Could your business continue to operate if your website completely went down? Are you sure? Unless your website is only an ancillary part of your business, having a disaster recovery plan is a must.
When it comes to you operations in the world-wide web, it is not a matter of “if” a disaster strikes, it is a matter of “when.” At some point, your data will be in danger, whether it’s from hackers, fraudsters, technology failure, or even a simple mistake on your part. That doesn’t even take into account physical disasters: hurricanes, floods, fires, earthquakes, landslides, tornados … the list goes on and on.
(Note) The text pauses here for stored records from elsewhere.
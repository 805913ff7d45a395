//! In-memory query executor for docmodel.
//!
//! This crate provides a thread-safe, in-memory implementation of the
//! [`QueryExecutor`](docmodel_core::executor::QueryExecutor) trait. It
//! interprets the wire filters, projections, sorts and updates the mapping
//! layer compiles, which makes it suitable for tests, development and small
//! embedded deployments.
//!
//! # Features
//!
//! - **Thread-safe access** - Concurrent reads and writes using an async-aware RwLock
//! - **Wire-level semantics** - Filters, projections, sorts and update operators
//! - **Unique constraints** - Declared per collection or taken from a schema registry
//! - **Find log** - Every served find is recorded for inspection in tests
//!
//! # Quick Start
//!
//! ```ignore
//! use docmodel::{context::Context, executor::ExecutorBuilder};
//! use docmodel_memory::InMemoryExecutor;
//!
//! let executor = InMemoryExecutor::builder()
//!     .unique_from_registry(&registry)
//!     .build()
//!     .await?;
//! let ctx = Context::new(executor, registry);
//!
//! let adults = ctx.objects("User")?.filter(Q::new("age__gte", 18)).all().await?;
//! ```
//!
//! Geospatial operators are not supported and fail with an operation error.

#[allow(unused_extern_crates)]
extern crate self as docmodel_memory;

mod evaluator;
pub mod executor;
mod update;

pub use executor::{FindRecord, InMemoryExecutor, InMemoryExecutorBuilder};
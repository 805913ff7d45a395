//! Per-document change tracking.

use std::collections::BTreeSet;

use crate::value::{Fields, Value};

/// Current and original attribute values of one document, plus the dotted
/// paths changed since it was loaded or last saved.
#[derive(Debug, Clone, PartialEq)]
pub struct DocumentState {
    current: Fields,
    original: Fields,
    changed: BTreeSet<String>,
    is_new: bool,
    loaded: Option<BTreeSet<String>>,
}

impl Default for DocumentState {
    fn default() -> Self {
        Self::new()
    }
}

impl DocumentState {
    /// State of a document that has never been stored.
    pub fn new() -> Self {
        Self {
            current: Fields::new(),
            original: Fields::new(),
            changed: BTreeSet::new(),
            is_new: true,
            loaded: None,
        }
    }

    /// State of a document loaded from the store. `loaded` lists the attributes
    /// a projection fetched; `None` means the document is complete.
    pub fn loaded(values: Fields, loaded: Option<BTreeSet<String>>) -> Self {
        Self {
            original: values.clone(),
            current: values,
            changed: BTreeSet::new(),
            is_new: false,
            loaded,
        }
    }

    pub fn current(&self) -> &Fields {
        &self.current
    }

    pub fn original(&self) -> &Fields {
        &self.original
    }

    pub fn changed_paths(&self) -> &BTreeSet<String> {
        &self.changed
    }

    pub fn is_new(&self) -> bool {
        self.is_new
    }

    pub fn loaded_fields(&self) -> Option<&BTreeSet<String>> {
        self.loaded.as_ref()
    }

    /// Returns `true` if the attribute was fetched, in whole or in part.
    pub fn is_loaded(&self, name: &str) -> bool {
        self.loaded.as_ref().is_none_or(|loaded| {
            loaded.contains(name)
                || loaded
                    .iter()
                    .any(|path| path.strip_prefix(name).is_some_and(|rest| rest.starts_with('.')))
        })
    }

    pub fn get(&self, name: &str) -> Option<&Value> {
        self.current.get(name)
    }

    /// Replaces an attribute and records it as changed.
    pub fn set(&mut self, name: &str, value: Value) {
        self.current.insert(name.to_owned(), value);
        self.mark_changed(name);
    }

    /// Removes an attribute and records it as changed.
    pub fn remove(&mut self, name: &str) -> Option<Value> {
        let previous = self.current.remove(name);
        self.mark_changed(name);
        previous
    }

    /// Mutable access to an attribute. The attribute is recorded as changed
    /// whether or not the caller modifies it.
    pub fn get_mut(&mut self, name: &str) -> Option<&mut Value> {
        if self.current.contains_key(name) {
            self.mark_changed(name);
        }
        self.current.get_mut(name)
    }

    /// Records `path` as changed. A path touched on a partially loaded
    /// document counts as loaded from then on.
    pub fn mark_changed(&mut self, path: impl Into<String>) {
        let path = path.into();

        if let Some(loaded) = &mut self.loaded {
            loaded.insert(path.clone());
        }

        self.changed.insert(path);
    }

    /// Returns `true` if `path` or one of its ancestors was changed.
    pub fn is_changed(&self, path: &str) -> bool {
        self.changed.contains(path) || ancestors(path).any(|ancestor| self.changed.contains(ancestor))
    }

    /// Changed paths, minus those already covered by a changed ancestor.
    pub fn effective_changes(&self) -> Vec<&str> {
        self.changed
            .iter()
            .filter(|path| !ancestors(path).any(|ancestor| self.changed.contains(ancestor)))
            .map(String::as_str)
            .collect()
    }

    /// Marks the current values as stored.
    pub fn commit(&mut self) {
        self.original = self.current.clone();
        self.changed.clear();
        self.is_new = false;
    }

    /// Values are mutated without being recorded as changed. Only for changes
    /// that leave the wire form untouched, such as binding references.
    pub(crate) fn current_mut_untracked(&mut self) -> &mut Fields {
        &mut self.current
    }
}

/// Proper ancestors of a dotted path, nearest last: `a.b.c` → `a`, `a.b`.
fn ancestors(path: &str) -> impl Iterator<Item = &str> {
    path.match_indices('.').map(move |(index, _)| &path[..index])
}

#[cfg(test)]
mod tests {
    use super::*;

    #[test]
    fn test_loaded_state_is_clean() {
        let mut values = Fields::new();
        values.insert("a".into(), Value::Int(1));
        let state = DocumentState::loaded(values, None);

        assert!(!state.is_new());
        assert!(state.changed_paths().is_empty());
        assert_eq!(state.current(), state.original());
    }

    #[test]
    fn test_effective_changes_drop_covered_paths() {
        let mut state = DocumentState::new();
        state.mark_changed("address.city");
        state.mark_changed("address");
        state.mark_changed("tags");
        state.mark_changed("titles.en");

        assert_eq!(state.effective_changes(), vec!["address", "tags", "titles.en"]);
        assert!(state.is_changed("address.zip"));
        assert!(!state.is_changed("name"));
    }

    #[test]
    fn test_commit_resets_tracking() {
        let mut state = DocumentState::new();
        state.set("a", Value::Int(2));
        state.commit();

        assert!(!state.is_new());
        assert!(state.changed_paths().is_empty());
        assert_eq!(state.original().get("a"), Some(&Value::Int(2)));
    }

    #[test]
    fn test_touching_attribute_extends_partial_load() {
        let mut state = DocumentState::loaded(Fields::new(), Some(BTreeSet::from(["a".to_owned()])));
        assert!(!state.is_loaded("b"));

        state.set("b", Value::Bool(true));
        assert!(state.is_loaded("b"));

        state.mark_changed("c.d");
        assert!(state.is_loaded("c"));
        assert!(!state.is_loaded("cd"));
        assert!(state.loaded_fields().is_some_and(|loaded| loaded.contains("c.d") && !loaded.contains("c")));
    }
}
When that happens, not having a disaster recovery plan is roadmap for disaster. It has been estimated that 93% of companies who suffer a major data disaster without a disaster recovery plan are forced out of business within one year. Yet 75% of small businesses have no disaster recovery plan in place.
Creating a Plan
The reason behind the disaster can vary, but if it can potentially take down your site—and thus your business—having a disaster recovery plan is the most complete and logical protection. So how can you create a plan? Here are a few steps:
This is the most obvious step and the most helpful, but it is astonishing how many businesses don’t even have a routine for systematic backups. Making regular backups of your data is critical for any business: for many, that data IS your business. Having consistent backups means you can recover your site in a matter of few minutes, with minimal information loss. Choosing a managed off-site backup service can take the responsibility off your shoulders, will help with restoration, and will be more secure.
Having a data backup is crucial. But what if the problem isn’t data? Your plan should cover how to proceed in the event some physical or technical reason keeps you off-line for more than a few days. An ice-storm could keep power out for weeks, in severe cases. You’ll need to address possible alternatives for keeping your site live, or barring that, working around not having a site. You should also consider a way to let customers know what is going on, if possible.
A natural disaster or emergency could do more than cut off access to your website: it could also kill all your normal modes of inbound and outbound communication. Adding a communications contingency to your disaster plan could be a lifesaver.
But that is only half the problem. As noted above, letting your customers know about downtime is has long-term importance … but unfortunately, if you lose data, there’s a good chance your customer information will be gone, too. For that reason, it’s extremely important to keep a separate emergency contact list with customer information such as email addresses and phone number. This will need to be updated on a regular basis, but once a month is probably sufficient.
A wise man once said, “No plan survives contact with the enemy.” In other words, even the best-laid plans can’t account for every contingency. That makes testing even more important. Do trial runs. Try to imagine alternate scenarios. Above all, make sure multiple people at your company are intimately aware of the plan so they can take immediate action when disaster strikes.
Your company’s data is one of its most important assets. Disasters of varying degrees are certain to happen; when they do, you need to be sure that you can get your systems back up and running, your data restored, and your customers in the loop. If you don’t have an emergency plan in place working on it now is the best way to ensure minimal impact to your business when disaster hits.